FAMILY BONDING
FAMILY BONDING The Norman Rockwell family gathered around the table is an image many know. The whole family happily gathered together in anticipation of a shared meal. In the essay, “The Magic of the Family Meal”, Nancy Gibbs talks about this dying tradition of sitting down with the family to share in a meal. Life is constantly happening around us and sometimes we don’t take the time to sit and enjoy the company of our family, the bonds it can create, and the benefit it can have on children. Sitting down to these meals not only strengthens connections, but helps shape our youth to be productive members of society. The picture painted of today’s family during dinner time would be a different image. The introduction of microwaves and fast food has changed the way a nation feeds its families. Commercials of families sitting down smiling at each other over large over sized buckets of fried chicken are played over and over, and far too often this is the case. Nancy Gibbs talks about the ideal of family dinner but not necessarily the quality of it, “just because we eat together does not mean we eat right: Domino’s alone delivers a million pizzas on an average day” (209). This society has painted an image that the proper Family Dinner should only be seated at the table and a healthy meal of vegetables heaped in on the table. Fortunately Gibbs states, it is so much more, “Yet for all that, there is something about a shared meal—not some holiday blowout, not once in a while but regularly, reliably—that anchors a family even on nights when the food is fast and the talk cheap and everyone has someplace else they’d rather be.
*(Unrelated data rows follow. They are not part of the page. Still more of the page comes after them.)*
//! Capability names and the table binding them to predicates.

use crate::predicates::{
    is_activity_owner, is_authenticated, is_event_owner, is_registered_to_event, is_registrant,
    is_review_author, is_submission_author, user_is_self,
};
use crate::target::Target;
use crate::user::User;
use policy::{Registry, Result, granted, or};

pub const ADD_EVENT: &str = "add_event";
pub const CHANGE_EVENT: &str = "change_event";
pub const DELETE_EVENT: &str = "delete_event";
pub const ANSWER_REVIEW: &str = "answer_review";
pub const VIEW_ACTIVITIES_FOR_EVENT: &str = "view_activities_for_event";
pub const VIEW_REGISTRATIONS_FOR_EVENT: &str = "view_registrations_for_event";
pub const VIEW_SUBMISSIONS_FOR_EVENT: &str = "view_submissions_for_event";
pub const VIEW_REVIEW_QUESTIONS_FOR_TRACK: &str = "view_review_questions_for_track";
pub const VIEW_TRACKS_FOR_EVENT: &str = "view_tracks_for_event";
pub const VIEW_ACTIVITY_REGISTRATIONS_FOR_EVENT: &str = "view_activity_registrations_for_event";
pub const VIEW_REGISTRATIONS_FOR_ACTIVITY: &str = "view_registrations_for_activity";
pub const REGISTER_SELF_INTO_EVENT: &str = "register_self_into_event";
pub const REGISTER_SELF_INTO_ACTIVITY: &str = "register_self_into_activity";
pub const ADD_SUBMISSION_TO_TRACK: &str = "add_submission_to_track";
pub const CHANGE_SUBMISSION: &str = "change_submission";
pub const DELETE_SUBMISSION: &str = "delete_submission";
pub const CHANGE_USER: &str = "change_user";
pub const DELETE_EVENT_REGISTRATION: &str = "delete_event_registration";
pub const DELETE_ACTIVITY_REGISTRATION: &str = "delete_activity_registration";

/// Build the conference capability table.
///
/// Called once during startup; share the result behind an `Arc`.
pub fn registry() -> Result<Registry<User, Target>> {
    Ok(Registry::builder()
        .register(ADD_EVENT, Some(granted(ADD_EVENT)))?
        .register(CHANGE_EVENT, Some(is_event_owner()))?
        .register(DELETE_EVENT, Some(is_event_owner()))?
        .register(ANSWER_REVIEW, Some(is_review_author()))?
        .register(VIEW_ACTIVITIES_FOR_EVENT, Some(is_authenticated()))?
        .register(VIEW_REGISTRATIONS_FOR_EVENT, Some(is_event_owner()))?
        .register(VIEW_SUBMISSIONS_FOR_EVENT, Some(is_event_owner()))?
        .register(VIEW_REVIEW_QUESTIONS_FOR_TRACK, Some(is_event_owner()))?
        .register(VIEW_TRACKS_FOR_EVENT, Some(is_authenticated()))?
        .register(
            VIEW_ACTIVITY_REGISTRATIONS_FOR_EVENT,
            Some(is_event_owner()),
        )?
        .register(
            VIEW_REGISTRATIONS_FOR_ACTIVITY,
            Some(or(is_activity_owner(), is_event_owner())),
        )?
        .register(REGISTER_SELF_INTO_EVENT, Some(is_authenticated()))?
        .register(REGISTER_SELF_INTO_ACTIVITY, Some(is_registered_to_event()))?
        .register(ADD_SUBMISSION_TO_TRACK, Some(is_registered_to_event()))?
        .register(CHANGE_SUBMISSION, Some(is_submission_author()))?
        .register(DELETE_SUBMISSION, Some(is_submission_author()))?
        .register(CHANGE_USER, Some(user_is_self()))?
        .register(
            DELETE_EVENT_REGISTRATION,
            Some(or(is_registrant(), is_event_owner())),
        )?
        .register(DELETE_ACTIVITY_REGISTRATION, Some(is_registrant()))?
        .build())
}
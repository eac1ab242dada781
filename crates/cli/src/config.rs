//! Configuration loading from eventos.toml.

use conference::Overrides;
use serde::Deserialize;
use std::path::{Path, PathBuf};

/// Top-level configuration.
#[derive(Debug, Default, Deserialize)]
#[serde(deny_unknown_fields)]
pub struct Config {
    /// SQLite database path. Defaults to the platform data directory.
    pub database: Option<PathBuf>,

    #[serde(default)]
    pub log: LogConfig,

    /// Action map overrides, per resource.
    ///
    /// ```toml
    /// [resources.event]
    /// destroy = "deny_all"
    /// ```
    #[serde(default)]
    pub resources: Overrides,
}

#[derive(Debug, Deserialize)]
pub struct LogConfig {
    /// Filter directive used when `RUST_LOG` is unset.
    #[serde(default = "default_filter")]
    pub filter: String,
}

impl Default for LogConfig {
    fn default() -> Self {
        Self {
            filter: default_filter(),
        }
    }
}

fn default_filter() -> String {
    "warn".to_string()
}

impl Config {
    /// Load configuration from a TOML file.
    pub fn load(path: impl AsRef<Path>) -> Result<Self, ConfigError> {
        let content = std::fs::read_to_string(path.as_ref())?;
        Self::parse(&content)
    }

    /// Load from `path` if it exists, otherwise use defaults.
    pub fn load_or_default(path: impl AsRef<Path>) -> Result<Self, ConfigError> {
        let path = path.as_ref();
        if path.exists() {
            Self::load(path)
        } else {
            Ok(Self::default())
        }
    }

    /// Parse configuration from TOML string.
    pub fn parse(toml: &str) -> Result<Self, ConfigError> {
        toml::from_str(toml).map_err(|e| ConfigError::Parse(e.to_string()))
    }

    /// The database path, falling back to the platform data directory.
    pub fn database_path(&self) -> PathBuf {
        self.database.clone().unwrap_or_else(|| {
            dirs_data_dir()
                .unwrap_or_else(|| ".eventos".into())
                .join("eventos.db")
        })
    }
}

fn dirs_data_dir() -> Option<PathBuf> {
    #[cfg(target_os = "macos")]
    {
        std::env::var_os("HOME").map(|h| PathBuf::from(h).join(".local/share/eventos"))
    }
    #[cfg(target_os = "linux")]
    {
        std::env::var_os("XDG_DATA_HOME")
            .map(PathBuf::from)
            .or_else(|| std::env::var_os("HOME").map(|h| PathBuf::from(h).join(".local/share")))
            .map(|p| p.join("eventos"))
    }
    #[cfg(target_os = "windows")]
    {
        std::env::var_os("APPDATA").map(|h| PathBuf::from(h).join("eventos"))
    }
    #[cfg(not(any(target_os = "macos", target_os = "linux", target_os = "windows")))]
    {
        None
    }
}

#[derive(Debug, thiserror::Error)]
pub enum ConfigError {
    #[error("failed to read config: {0}")]
    Io(#[from] std::io::Error),

    #[error("failed to parse config: {0}")]
    Parse(String),
}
And on those evenings when the mood is right and the family lingers, caught up in an idea or an argument explored on a shared safe place where no one is stupid or shy or ashamed, you get a glimpse of the power of this habit and why social scientists say such communion acts as a kind of vaccine, protecting kids from all manner of harm” (209).
Cited: Gibbs, Nancy. “The Magic of the Family Meal.” Rosa, Alfred F., and Paul A. Eschholz. Models for Writers. New York, NY: Bedford/St. Martins, 2012. 209-213. Print.
Rockwell, Norman. Freedom From Want. 1943. The Norman Rockewll Museum, Stockbridge, Massachusetts.